Invest in sweat equity. As exhausting as a trip to the gym might sound, reconsider. Exercising on a regular basis is essentially your body’s natural anti-depressant, and putting in some miles on the treadmill can actually help you feel MORE energized. Not only will your body thank you, but so will your mind! Consider checking with your local gym to find out if they offer free drop-in child care (most YMCA’s do during certain times). You can head to the gym, drop off the kids at the daycare, and bust out some mileage on the treadmill, enjoy a yoga class, or swim a few laps in the pool. I myself cannot say enough about the mental and physical benefits of yoga–I regularly attend my local YMCA’s yoga class twice a week, and don’t know what I would do without it!

Set up a babysitting swap. If you have a number of friends with kids, consider doing a babysitting swap. Grab a few parenting friends, set up a rotation where one parent has the kids together one evening, and the other parents then get to enjoy a night off. If you have three friends and rotate through a month, you will have three kid-free days and one evening where you watch the munchkins. This is a great way to pencil in “me time,” and can get you on a schedule and looking forward to a night at the movies or a date night with a new love interest!

Set the alarm clock earlier. This might seem dreadful, but set your alarm clock for fifteen minutes before you get up and get your kids out of bed. This fifteen minutes of quiet time before the morning chaos starts can be enough for you to quietly sit at the table with a cup of coffee and your laptop and catch up with some Facebook friends before the hectic day begins. This is a great way to start every morning, and can help you feel awake and ready to tackle the day once the first child gets up and starts preparing for school.

Utilize visitation time. If your child’s father is still in the picture and has visitation scheduled every other weekend (or whatever you and your ex have worked out), then take full advantage of this time away from the kids. Instead of using these weekends to catch up on housework and run errands, be selfish and spend it all on yourself! Hit the spa, catch a (non-animated!) movie at the cinema, plan a lunchtime cocktail with a friend, or finally indulge in that book you’ve been meaning to read.

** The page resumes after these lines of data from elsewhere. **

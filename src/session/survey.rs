//! Dropdown option filtering and survey number selection.

use crate::browser::SelectOption;
use crate::config::PortalConfig;
use crate::locale::to_ascii_digits;
use crate::models::{embedded_number, SurveyFilter};

/// "Choose one" entries the portal puts at the top of every dropdown.
pub fn is_placeholder(option: &SelectOption, portal: &PortalConfig) -> bool {
    let value = option.value.trim();
    let label = option.label.to_lowercase();
    portal.placeholder_values.iter().any(|v| v.trim() == value)
        || portal
            .placeholder_labels
            .iter()
            .any(|l| !l.is_empty() && label.contains(&l.to_lowercase()))
}

pub fn real_options(options: Vec<SelectOption>, portal: &PortalConfig) -> Vec<SelectOption> {
    options
        .into_iter()
        .filter(|o| !is_placeholder(o, portal))
        .collect()
}

/// Option whose value (or, failing that, label) is exactly `code`.
pub fn find_code<'a>(options: &'a [SelectOption], code: &str) -> Option<&'a SelectOption> {
    let code = code.trim();
    options
        .iter()
        .find(|o| o.value.trim() == code)
        .or_else(|| {
            let ascii = to_ascii_digits(code);
            options
                .iter()
                .find(|o| to_ascii_digits(o.label.trim()) == ascii)
        })
}

/// Pick the survey option for a task.
///
/// With no filter any option will do. With one: exact text or value, then
/// substring, then the option whose embedded number is nearest the
/// filter's number.
pub fn choose_survey<'a>(
    options: &'a [SelectOption],
    filter: Option<&SurveyFilter>,
) -> Option<&'a SelectOption> {
    let Some(filter) = filter else {
        return options.first();
    };
    let wanted = to_ascii_digits(filter.as_str()).to_lowercase();
    if wanted.is_empty() {
        return options.first();
    }
    let norm = |s: &str| to_ascii_digits(s.trim()).to_lowercase();

    if let Some(exact) = options
        .iter()
        .find(|o| norm(&o.label) == wanted || norm(&o.value) == wanted)
    {
        return Some(exact);
    }

    if let Some(partial) = options
        .iter()
        .find(|o| norm(&o.label).contains(&wanted) || norm(&o.value).contains(&wanted))
    {
        return Some(partial);
    }

    let target = filter.target_number()?;
    options
        .iter()
        .filter_map(|o| {
            let n = embedded_number(&o.label).or_else(|| embedded_number(&o.value))?;
            Some((n.abs_diff(target), o))
        })
        .min_by_key(|(distance, _)| *distance)
        .map(|(_, o)| o)
}

#[cfg(test)]
mod tests {
    use super::*;

    fn opts(pairs: &[(&str, &str)]) -> Vec<SelectOption> {
        pairs.iter().map(|(v, l)| SelectOption::new(*v, *l)).collect()
    }

    #[test]
    fn filters_placeholders() {
        let portal = PortalConfig::default();
        let all = opts(&[
            ("0", "--પસંદ કરો--"),
            ("-1", "Select Survey"),
            ("12", "Please Select"),
            ("101", "૧૦૧"),
        ]);
        let real = real_options(all, &portal);
        assert_eq!(real, opts(&[("101", "૧૦૧")]));
    }

    #[test]
    fn finds_codes_by_value_or_label() {
        let options = opts(&[("07", "દસક્રોઈ"), ("8", "૮")]);
        assert_eq!(find_code(&options, "07").unwrap().label, "દસક્રોઈ");
        assert_eq!(find_code(&options, "8").unwrap().value, "8");
        assert!(find_code(&options, "09").is_none());
    }

    #[test]
    fn no_filter_takes_first() {
        let options = opts(&[("101", "૧૦૧"), ("102", "૧૦૨")]);
        assert_eq!(choose_survey(&options, None).unwrap().value, "101");
        assert!(choose_survey(&[], None).is_none());
    }

    #[test]
    fn exact_beats_substring() {
        let options = opts(&[("1120", "૧૧૨૦"), ("12", "૧૨")]);
        let filter = SurveyFilter::new("12");
        assert_eq!(choose_survey(&options, Some(&filter)).unwrap().value, "12");
    }

    #[test]
    fn substring_then_nearest_number() {
        let options = opts(&[("101", "૧૦૧"), ("102/1", "૧૦૨/૧"), ("215", "૨૧૫")]);
        let partial = SurveyFilter::new("૧૦૨");
        assert_eq!(choose_survey(&options, Some(&partial)).unwrap().value, "102/1");

        let nearest = SurveyFilter::new("200");
        assert_eq!(choose_survey(&options, Some(&nearest)).unwrap().value, "215");
    }

    #[test]
    fn unmatched_text_filter_selects_nothing() {
        let options = opts(&[("101", "૧૦૧")]);
        let filter = SurveyFilter::new("abc");
        assert!(choose_survey(&options, Some(&filter)).is_none());
    }
}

Cherish nap time. Does your child still take naps? If so, don’t use this time to clean house–use it to make a cup of coffee and enjoy a good book in the peace and quiet you rarely get to enjoy! Even if your children are a little older and no longer take naps, you can still use this as “quiet time.” Let your children know that they need to stay in bed for a set amount of time, and have a set activity that they can do quietly during this period. Quiet time can be a time where you can pop in a DVD movie in their room to watch, or where they can sit and read some books in their bed. Who knows, they may even get some shut eye while watching that movie!